16 Le Plutôt mourir libre que vivre esclaves des Grecs à Marathon fut le premier cri de guerre de l’émancipation anti-esclavagiste qui devait ensuite retentir à des échelles de plus en plus larges, du Liberté, égalité, fraternité ou mourir de 1793 au Patria o muerte, socialismo o morir de Castro et du Che. 

17 Une école laïque française que, malgré ses limites de classe, ses méthodes autoritaires et son idéologie nationaliste, Marx et Jaurès tenaient pour un point d’appui émancipateur de portée universelle. 

18 Le même de Gaulle reconnut en 1966 la République populaire chinoise, il cria “Vive le Québec libre !” en 1966 au nez des autorités agressivement anglomanes d’Ottawa, il fut triomphalement reçu à Moscou, il chassa de France les troupes américaines et, en des termes d’ailleurs discutables, il qualifia publiquement Israël d’agresseur lors de la Guerre dite des Six Jours…

19 Parce que cela lui profitait, nul n’en disconvient ! Mais l’histoire n’a cure des bonnes et des mauvaises intentions !

20 C’est ce que signifie la récente érection, dans la foulée du nouveau Traité franco-allemand d’Aix-la-Chapelle, de la Moselle en « euro-département » et de l’Alsace en « collectivité européenne ».

21 Par ex. les jurées-communes des XI et XIIèmes siècles, les Jacques de Picardie, la première révolution bourgeoise parisienne de 1357, les Bonnets rouges antiféodaux de Bretagne, les Croquants du Limousin, les Va-nu-pieds de Normandie, la Fronde du peuple, les Soldats de l’An II, le Club des Jacobins initialement appelé Club des Bretons, les Fédérés marseillais, etc. ; et bien entendu, les insurgés parisiens des Trois Glorieuses, l’ouvrier Marche qui imposa la forme républicaine du gouvernement en février 1848, les martyrs prolétariens de juin 1848, les Communards, les ouvriers textiles fusillés par la troupe à Fourmies, les soldats du 17ème qui refusèrent de tirer sur les vignerons rouges du Midi, les mineurs grévistes rouges du Nord-Pas de Calais en mai-juin 1941; et bien entendu ces Francs-Tireurs et Partisans français et autres FTP-MOI qui sont systématiquement “oubliés” dans les émissions suantes de conformisme rigolard de M. Xavier Mauduit et de ses invités bien-pensants et anticommunistes du “Cours de l’histoire”…
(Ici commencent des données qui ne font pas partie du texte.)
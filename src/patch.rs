//! The patch descriptor.

use crate::error::PatchError;
use crate::host::Package;
use sha1::{Digest, Sha1};
use std::fs;
use std::sync::OnceLock;

/// A single patch declared by a package, immutable after construction.
///
/// The target is an exact package name plus an optional exact-version
/// constraint; `levels` is the ordered list of strip-level arguments the
/// executors try until one succeeds.
#[derive(Debug)]
pub struct Patch {
    from_package: String,
    for_package: String,
    for_version: Option<String>,
    original_path: String,
    local_path: String,
    description: String,
    levels: Vec<String>,
    hash: OnceLock<String>,
}

impl Patch {
    /// `for_package_handle` is the declared target handle, optionally
    /// carrying a version after a colon (`"acme/lib:1.2.3"`).
    pub fn new(
        from_package: impl Into<String>,
        for_package_handle: &str,
        original_path: impl Into<String>,
        local_path: impl Into<String>,
        description: impl Into<String>,
        levels: Vec<String>,
    ) -> Self {
        let (for_package, for_version) = parse_target_handle(for_package_handle);
        Patch {
            from_package: from_package.into(),
            for_package,
            for_version,
            original_path: original_path.into(),
            local_path: local_path.into(),
            description: description.into(),
            levels,
            hash: OnceLock::new(),
        }
    }

    /// Name of the package that supplied this patch.
    pub fn from_package(&self) -> &str {
        &self.from_package
    }

    /// Name of the package this patch is for.
    pub fn for_package(&self) -> &str {
        &self.for_package
    }

    /// Exact-version constraint on the target, if any.
    pub fn for_version(&self) -> Option<&str> {
        self.for_version.as_deref()
    }

    /// The path/URL exactly as declared (kept for display and persistence).
    pub fn original_path(&self) -> &str {
        &self.original_path
    }

    /// Resolved absolute path of the local patch file.
    pub fn local_path(&self) -> &str {
        &self.local_path
    }

    pub fn description(&self) -> &str {
        &self.description
    }

    pub fn levels(&self) -> &[String] {
        &self.levels
    }

    /// Does this patch target the given package?
    pub fn is_for(&self, package: &Package) -> bool {
        if self.for_package != package.name() {
            return false;
        }
        match &self.for_version {
            Some(version) => version == package.version(),
            None => true,
        }
    }

    /// SHA-1 of the patch file contents, computed lazily and cached on first
    /// read. Later changes to the file are deliberately not reflected.
    pub fn hash(&self) -> Result<&str, PatchError> {
        if let Some(hash) = self.hash.get() {
            return Ok(hash);
        }
        let contents = fs::read(&self.local_path).map_err(|_| PatchError::PathNotReadable {
            path: self.local_path.clone(),
        })?;
        let digest = hex::encode(Sha1::digest(&contents));
        Ok(self.hash.get_or_init(|| digest))
    }
}

/// Split a target handle on the first colon; a trimmed-empty or `*` version
/// part means "any version".
fn parse_target_handle(handle: &str) -> (String, Option<String>) {
    match handle.split_once(':') {
        Some((name, version)) => {
            let version = version.trim();
            if version.is_empty() || version == "*" {
                (name.to_string(), None)
            } else {
                (name.to_string(), Some(version.to_string()))
            }
        }
        None => (handle.to_string(), None),
    }
}

#[cfg(test)]
mod tests {
    use super::*;
    use serde_json::Map;
    use std::io::Write;
    use tempfile::NamedTempFile;

    fn patch_for(handle: &str) -> Patch {
        Patch::new(
            "acme/patches",
            handle,
            "patches/fix.diff",
            "/somewhere/fix.diff",
            "Fix the thing",
            vec!["-p1".to_string()],
        )
    }

    fn package(name: &str, version: &str) -> Package {
        Package::new(name, version, Map::new())
    }

    #[test]
    fn handle_without_version_matches_any_version() {
        let patch = patch_for("acme/lib");
        assert_eq!(patch.for_package(), "acme/lib");
        assert_eq!(patch.for_version(), None);
        assert!(patch.is_for(&package("acme/lib", "1.0.0")));
        assert!(patch.is_for(&package("acme/lib", "9.9.9")));
        assert!(!patch.is_for(&package("acme/other", "1.0.0")));
    }

    #[test]
    fn handle_with_version_requires_exact_equality() {
        let patch = patch_for("acme/lib:1.2.3");
        assert_eq!(patch.for_version(), Some("1.2.3"));
        assert!(patch.is_for(&package("acme/lib", "1.2.3")));
        assert!(!patch.is_for(&package("acme/lib", "1.2.4")));
    }

    #[test]
    fn handle_version_part_is_trimmed_and_star_means_any() {
        assert_eq!(patch_for("acme/lib: 1.0 ").for_version(), Some("1.0"));
        assert_eq!(patch_for("acme/lib:*").for_version(), None);
        assert_eq!(patch_for("acme/lib:").for_version(), None);
    }

    #[test]
    fn hash_is_memoized_at_first_read() {
        let mut file = NamedTempFile::new().unwrap();
        file.write_all(b"--- a\n+++ b\n").unwrap();
        let path = file.path().to_string_lossy().to_string();
        let patch = Patch::new(
            "acme/patches",
            "acme/lib",
            "fix.diff",
            path,
            "Fix",
            vec!["-p1".to_string()],
        );
        let first = patch.hash().unwrap().to_string();
        // sha1 of the file contents above
        assert_eq!(first.len(), 40);
        file.write_all(b"more").unwrap();
        file.flush().unwrap();
        assert_eq!(patch.hash().unwrap(), first);
    }

    #[test]
    fn hash_of_missing_file_is_path_not_readable() {
        let patch = patch_for("acme/lib");
        match patch.hash() {
            Err(PatchError::PathNotReadable { path }) => {
                assert_eq!(path, "/somewhere/fix.diff");
            }
            other => panic!("expected PathNotReadable, got {other:?}"),
        }
    }
}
22 Billoux anima la bataille des dockers communistes contre la mafia marseillaise des années trente. Résistant, il devint ministre en 1945 et fut avec Thorez et Marcel Paul l’artisan de la reconstruction industrielle, tandis que Tillon, ex-mutin de la Mer noire, ex-dirigeant C.G.T.U. engagé aux côtés des Pen Sardin bretonnes, ancien commandant national des F.T.P., réorganisait l’aéronautique française.